An in vivo model of focal light emitting diode-induced cone photoreceptor phototoxicity in adult pigmented mice: Protection with bFGF

Abstract

PurposeTo develop a model of focal injury by blue light-emitting diode (LED)-induced phototoxicity (LIP) in pigmented mouse retinas and to study the effects on cone, Iba-1+ cells and retinal pigment epithelium (RPE) cell populations after administration of basic fibroblast growth factor (bFGF) and minocycline, alone or combined. MethodsIn anesthetized dark-adapted adult female pigmented C57BL/6 mice, left pupils were dilated and the eye exposed to LIP (500 lux, 45 s). The retina was monitored longitudinally in vivo with SD-OCT for 7 days (d). Ex vivo, the effects of LIP and its protection with bFGF (0.5 μg) administered alone or combined with minocycline (45 mg/kg) were studied in immunolabeled arrestin-cone outer segments (a+OS) and quantified within a predetermined fixed-size circular area (PCA) centered on the lesion in flattened retinas at 1, 3, 5 or 7d. Moreover, Iba-1+ cells and RPE cell morphology were analysed with Iba-1 and ZO-1 antibodies, respectively.

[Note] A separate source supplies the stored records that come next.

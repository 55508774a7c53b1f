//! Activity logger: a dedicated thread owns the [`JsonlWriter`]; everyone else
//! sends [`ActivityEvent`]s through a bounded crossbeam channel.
//!
//! `send()` uses `try_send()`, so the reclaim loop is never blocked by a slow
//! or failing log volume. Events that do not fit are counted and reported on
//! the next successful write.

#![allow(missing_docs)]

use std::sync::Arc;
use std::sync::atomic::{AtomicU64, Ordering};
use std::thread;
use std::time::Duration;

use crossbeam_channel::{Receiver, RecvTimeoutError, Sender, TrySendError, bounded};

use crate::core::errors::{LsrError, Result};
use crate::logger::jsonl::{EventType, JsonlConfig, JsonlWriter, LogEntry, Severity};

const CHANNEL_CAPACITY: usize = 1024;

/// How often an idle logger thread tries to get back to the primary log file.
const RECOVER_INTERVAL: Duration = Duration::from_secs(60);

// ──────────────────── events ────────────────────

#[derive(Debug, Clone)]
pub enum ActivityEvent {
    DaemonStarted {
        version: String,
        config_hash: String,
        log_root: String,
        dry_run: bool,
    },
    DaemonStopped {
        reason: String,
        uptime_secs: u64,
        deleted: u64,
        /// Dry-run selections, kept apart from real deletions.
        selected: u64,
        failed: u64,
    },
    ReclaimNeeded {
        free_pct: f64,
        free_bytes: u64,
    },
    ScanCompleted {
        entries: usize,
        eligible: usize,
        duration_ms: u64,
    },
    EntryDeleted {
        path: String,
        kind: String,
        tier: String,
        duration_ms: u64,
        dry_run: bool,
    },
    DeletionFailed {
        path: String,
        tier: String,
        error_code: String,
        error_message: String,
    },
    /// Space is still low but everything left is locked (or already attempted).
    NothingEligible {
        free_pct: f64,
        remaining: usize,
    },
    /// Free-text operational message.
    Notice {
        message: String,
    },
    Error {
        code: String,
        message: String,
    },
    /// Stops the logger thread after flushing.
    Shutdown,
}

// ──────────────────── handle ────────────────────

/// Cheaply cloneable sender side of the activity log.
#[derive(Clone)]
pub struct ActivityLoggerHandle {
    tx: Sender<ActivityEvent>,
    dropped_events: Arc<AtomicU64>,
}

impl ActivityLoggerHandle {
    /// Queue an event. Never blocks; a full channel drops the event and counts it.
    pub fn send(&self, event: ActivityEvent) {
        if let Err(TrySendError::Full(_)) = self.tx.try_send(event) {
            self.dropped_events.fetch_add(1, Ordering::Relaxed);
        }
    }

    /// Log a free-text message.
    pub fn notice(&self, message: impl Into<String>) {
        self.send(ActivityEvent::Notice {
            message: message.into(),
        });
    }

    #[must_use]
    pub fn dropped_events(&self) -> u64 {
        self.dropped_events.load(Ordering::Relaxed)
    }

    /// Ask the logger thread to flush and exit. Blocks only if the channel is full.
    pub fn shutdown(&self) {
        let _ = self.tx.send(ActivityEvent::Shutdown);
    }
}

// ──────────────────── spawn ────────────────────

pub struct ActivityLogConfig {
    pub jsonl: JsonlConfig,
    pub channel_capacity: usize,
}

impl Default for ActivityLogConfig {
    fn default() -> Self {
        Self {
            jsonl: JsonlConfig::default(),
            channel_capacity: CHANNEL_CAPACITY,
        }
    }
}

impl ActivityLogConfig {
    #[must_use]
    pub fn new(jsonl: JsonlConfig) -> Self {
        Self {
            jsonl,
            channel_capacity: CHANNEL_CAPACITY,
        }
    }
}

/// Spawn the logger thread. It runs until `shutdown()` or until every handle is dropped.
pub fn spawn_logger(
    config: ActivityLogConfig,
) -> Result<(ActivityLoggerHandle, thread::JoinHandle<()>)> {
    let (tx, rx) = bounded::<ActivityEvent>(config.channel_capacity.max(1));
    let dropped = Arc::new(AtomicU64::new(0));
    let handle = ActivityLoggerHandle {
        tx,
        dropped_events: Arc::clone(&dropped),
    };

    let jsonl = config.jsonl;
    let join = thread::Builder::new()
        .name("lsr-logger".to_string())
        .spawn(move || logger_thread_main(&rx, jsonl, &dropped))
        .map_err(|e| LsrError::Runtime {
            details: format!("failed to spawn logger thread: {e}"),
        })?;

    Ok((handle, join))
}

fn logger_thread_main(rx: &Receiver<ActivityEvent>, config: JsonlConfig, dropped: &AtomicU64) {
    let mut jsonl = JsonlWriter::open(config);

    loop {
        let event = match rx.recv_timeout(RECOVER_INTERVAL) {
            Ok(event) => event,
            Err(RecvTimeoutError::Timeout) => {
                jsonl.try_recover();
                continue;
            }
            Err(RecvTimeoutError::Disconnected) => break,
        };

        let lost = dropped.swap(0, Ordering::Relaxed);
        if lost > 0 {
            let mut warn = LogEntry::new(EventType::Error, Severity::Warning);
            warn.details = Some(format!("{lost} log events dropped due to back-pressure"));
            jsonl.write_entry(&warn);
        }

        if matches!(event, ActivityEvent::Shutdown) {
            break;
        }
        jsonl.write_entry(&event_to_log_entry(&event));
        // Low volume; flushing every line keeps tails current.
        jsonl.flush();
    }

    jsonl.fsync();
}

// ──────────────────── conversion ────────────────────

fn event_to_log_entry(event: &ActivityEvent) -> LogEntry {
    match event {
        ActivityEvent::DaemonStarted {
            version,
            config_hash,
            log_root,
            dry_run,
        } => {
            let mut e = LogEntry::new(EventType::DaemonStart, Severity::Info);
            e.path = Some(log_root.clone());
            e.dry_run = Some(*dry_run);
            e.details = Some(format!("version={version} config_hash={config_hash}"));
            e
        }
        ActivityEvent::DaemonStopped {
            reason,
            uptime_secs,
            deleted,
            selected,
            failed,
        } => {
            let mut e = LogEntry::new(EventType::DaemonStop, Severity::Info);
            e.deleted = Some(*deleted);
            e.failed = Some(*failed);
            e.details = Some(if *selected > 0 {
                format!("reason={reason} uptime={uptime_secs}s dry_run_selected={selected}")
            } else {
                format!("reason={reason} uptime={uptime_secs}s")
            });
            e
        }
        ActivityEvent::ReclaimNeeded {
            free_pct,
            free_bytes,
        } => {
            let mut e = LogEntry::new(EventType::ReclaimNeeded, Severity::Warning);
            e.free_pct = Some(*free_pct);
            e.free_bytes = Some(*free_bytes);
            e
        }
        ActivityEvent::ScanCompleted {
            entries,
            eligible,
            duration_ms,
        } => {
            let mut e = LogEntry::new(EventType::ScanComplete, Severity::Info);
            e.entries = Some(*entries);
            e.duration_ms = Some(*duration_ms);
            e.details = Some(format!("eligible={eligible}"));
            e
        }
        ActivityEvent::EntryDeleted {
            path,
            kind,
            tier,
            duration_ms,
            dry_run,
        } => {
            let mut e = LogEntry::new(EventType::EntryDelete, Severity::Info);
            e.path = Some(path.clone());
            e.kind = Some(kind.clone());
            e.tier = Some(tier.clone());
            e.duration_ms = Some(*duration_ms);
            e.dry_run = Some(*dry_run);
            e.ok = Some(true);
            e
        }
        ActivityEvent::DeletionFailed {
            path,
            tier,
            error_code,
            error_message,
        } => {
            let mut e = LogEntry::new(EventType::EntryDelete, Severity::Warning);
            e.path = Some(path.clone());
            e.tier = Some(tier.clone());
            e.ok = Some(false);
            e.error_code = Some(error_code.clone());
            e.error_message = Some(error_message.clone());
            e
        }
        ActivityEvent::NothingEligible {
            free_pct,
            remaining,
        } => {
            let mut e = LogEntry::new(EventType::Exhausted, Severity::Critical);
            e.free_pct = Some(*free_pct);
            e.entries = Some(*remaining);
            e
        }
        ActivityEvent::Notice { message } => {
            let mut e = LogEntry::new(EventType::Notice, Severity::Info);
            e.details = Some(message.clone());
            e
        }
        ActivityEvent::Error { code, message } => {
            let mut e = LogEntry::new(EventType::Error, Severity::Critical);
            e.error_code = Some(code.clone());
            e.error_message = Some(message.clone());
            e.ok = Some(false);
            e
        }
        ActivityEvent::Shutdown => LogEntry::new(EventType::DaemonStop, Severity::Info),
    }
}
//! Platform abstraction layer.

pub mod pal;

ResultsLIP caused a focal lesion within the superior-temporal retina with retinal thinning, particularly the outer retinal layers (116.5 ± 2.9 μm to 36.8 ± 6.3 μm at 7d), and with progressive diminution of a+OS within the PCA reaching minimum values at 7d (6218 ± 342 to 3966 ± 311). Administration of bFGF alone (4519 ± 320) or in combination with minocycline (4882 ± 446) had a significant effect on a+OS survival at 7d and Iba-1+ cell activation was attenuated in the groups treated with minocycline. In parallel, the RPE cell integrity was progressively altered after LIP and administration of neuroprotective components had no restorative effect at 7d. ConclusionsLIP resulted in progressive outer retinal damage affecting the OS cone population and RPE. Administration of bFGF increased a+OS survival but did not prevent RPE deterioration.